Habíamos bajado del 581 sin darnos cuenta uno del otro, cerca del faro, allá en Mar del Plata. Caminamos por la ruta unos metros sin vernos, en medio de una creciente multitud hacia la playa. Recién la vi, la miré en la larga fila del arena beach, parador rockero de aquellos años. Digo bien, la vi. Vi su tatuaje tribal al final de su espalda, cuando alzaba un chico de cuatro o cinco años y la remera subió rápida hasta la mitad de la espalda, mostrando el nudo del corpiño negro.
-¿Te ayudo?
-Soy madre soltera, respondió como aviso o garantía de autosuficiencia ante mi ofrecimiento a ayudarla con la matera y el bolso playero que debía ser abierto ante los controles, mientras ella levantaba las sandalias que se le habían caído al crío. Pasamos el control y le devolví el bolso. Me sonrió. Después se acomodó el pelo y dejó a su hijo en el suelo. Caminá, dale, le dijo ante el intento de berrinche.
-¡No te quiero más!
-Estamos acostumbrados. Siempre cargo todo sola, sino no hubiéramos sobrevivido. Dijo arqueando levemente las cejas y encendiendo un Philips. Son los más baratos, agregó y el humo ocultó brevemente sus ojos marrones.

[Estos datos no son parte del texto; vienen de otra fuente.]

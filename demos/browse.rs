//! Browse the local network for a service type.
//!
//! Usage: browse [service-type]   (default: _http._tcp.local.)

use std::env;
use std::sync::Arc;
use std::thread;

use lanherald::ServiceEvent;
use lanherald::runtime::{MdnsRuntime, RuntimeConfig};

fn main() {
    env_logger::init();

    let stype = env::args()
        .nth(1)
        .unwrap_or_else(|| String::from("_http._tcp.local."));
    println!("Browsing for {stype} (Ctrl+C to quit)");

    let runtime =
        MdnsRuntime::from_config(RuntimeConfig::default()).expect("failed to bind mDNS sockets");
    let mut events = runtime.browse(stype.into_bytes());

    let handle = Arc::clone(&runtime);
    ctrlc::set_handler(move || handle.stop()).expect("failed to install Ctrl+C handler");

    thread::spawn(move || {
        let rt = tokio::runtime::Builder::new_current_thread()
            .enable_time()
            .build()
            .expect("failed to build tokio runtime");
        rt.block_on(async {
            while let Some(event) = events.recv().await {
                match event {
                    ServiceEvent::Added(s) => {
                        println!("+ {} port {}", String::from_utf8_lossy(&s.name), s.port)
                    }
                    ServiceEvent::Updated(s) => {
                        println!("~ {}", String::from_utf8_lossy(&s.name))
                    }
                    ServiceEvent::Removed(s) => {
                        println!("- {}", String::from_utf8_lossy(&s.name))
                    }
                }
            }
        });
    });

    // Blocks until Ctrl+C flips the running flag
    runtime.run();
}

Caminaba con decisión, firme sobre el camino de tierra y arena. Llevaba las ojotas en una mano. No quiso que la ayudara. “Fran” “Fran” llamaba cada tanto a su hijo cuando se alejaba más de la cuenta.
Seguí en silencio, viéndola fumar y avanzar entre la gente. A medida que nos acercábamos a la playa, el viento llegaba con más fuerza trayendo los primeros sonidos y acoples de la tarde. También le volaba el pelo y nos echaba arena en los ojos. En pocos pasos estallaron una infinidad de colores. Naranjas, verdes, amarillos y negros se agitaban en los cuerpos al ritmo de Massacre.
“Mirá, mirá, miralo a Wallace” dije señalando al escenario cuando el líder de la banda se calzaba una máscara estridente y posaba como adolescente ante el micrófono. Ella sonrió. Avanzamos unos metros más para acercarnos al mar. Yo iba tras ella, imantado por la fuerza de sus piernas avanzando en la arena, las formas de sus músculos en las pantorrillas. Había olvidado el recital, el escenario y el lugar de encuentro que había acordado con los pibes. El sol brillaba en lo alto y el calor trepaba por el cuerpo. Cuando el mar impuso su belleza, soltó los bolsos.
-¡Voy al agua! Gritó Francisco y bajo la mirada de su madre corrió hasta la orilla.
Encendió otro cigarrillo y me senté en la arena, mirando hacia el mar, resistiéndome a seguir mirándola. Cerré los ojos y respiré un par de veces. Me obligué a recordar unos versos antiguos que había escrito en otros años pensando en el mismo mar.
-Mirá, me dijo de pronto. Mirá, y me señalaba el pie, adelantándolo en la arena, estirando sus dedos hacia abajo, mostrando su empeine. ¿Ves? Me voy a hacer una enredadera que vaya desde la base del dedo gordo, cruzando el empeine y suba por el tobillo. Sólo en negro.
Imaginé y no pude hablarle.
-Porque un piercing en el ombligo, no. Dijo, levantándose el vestido, mostrando la bombacha de su malla, negra con bordes blancos y rojos. ¿Ves? No sé…
Entonces volví a mirar el mar. Cerré los ojos y pensé que era cierto, que las sirenas existían y que su canto enamoraba a los hombres. Cuando de golpe sentí un tirón, como que me agarraban del brazo.
-¡Vení!, me dijo y tomándome de la mano corrimos hacia la gente. Francisco iba adelante llevando su balde de arena. La música era cada vez fuerte. El escenario había mudado: ¡Dale! Cantaba Catupecu encima del mismo.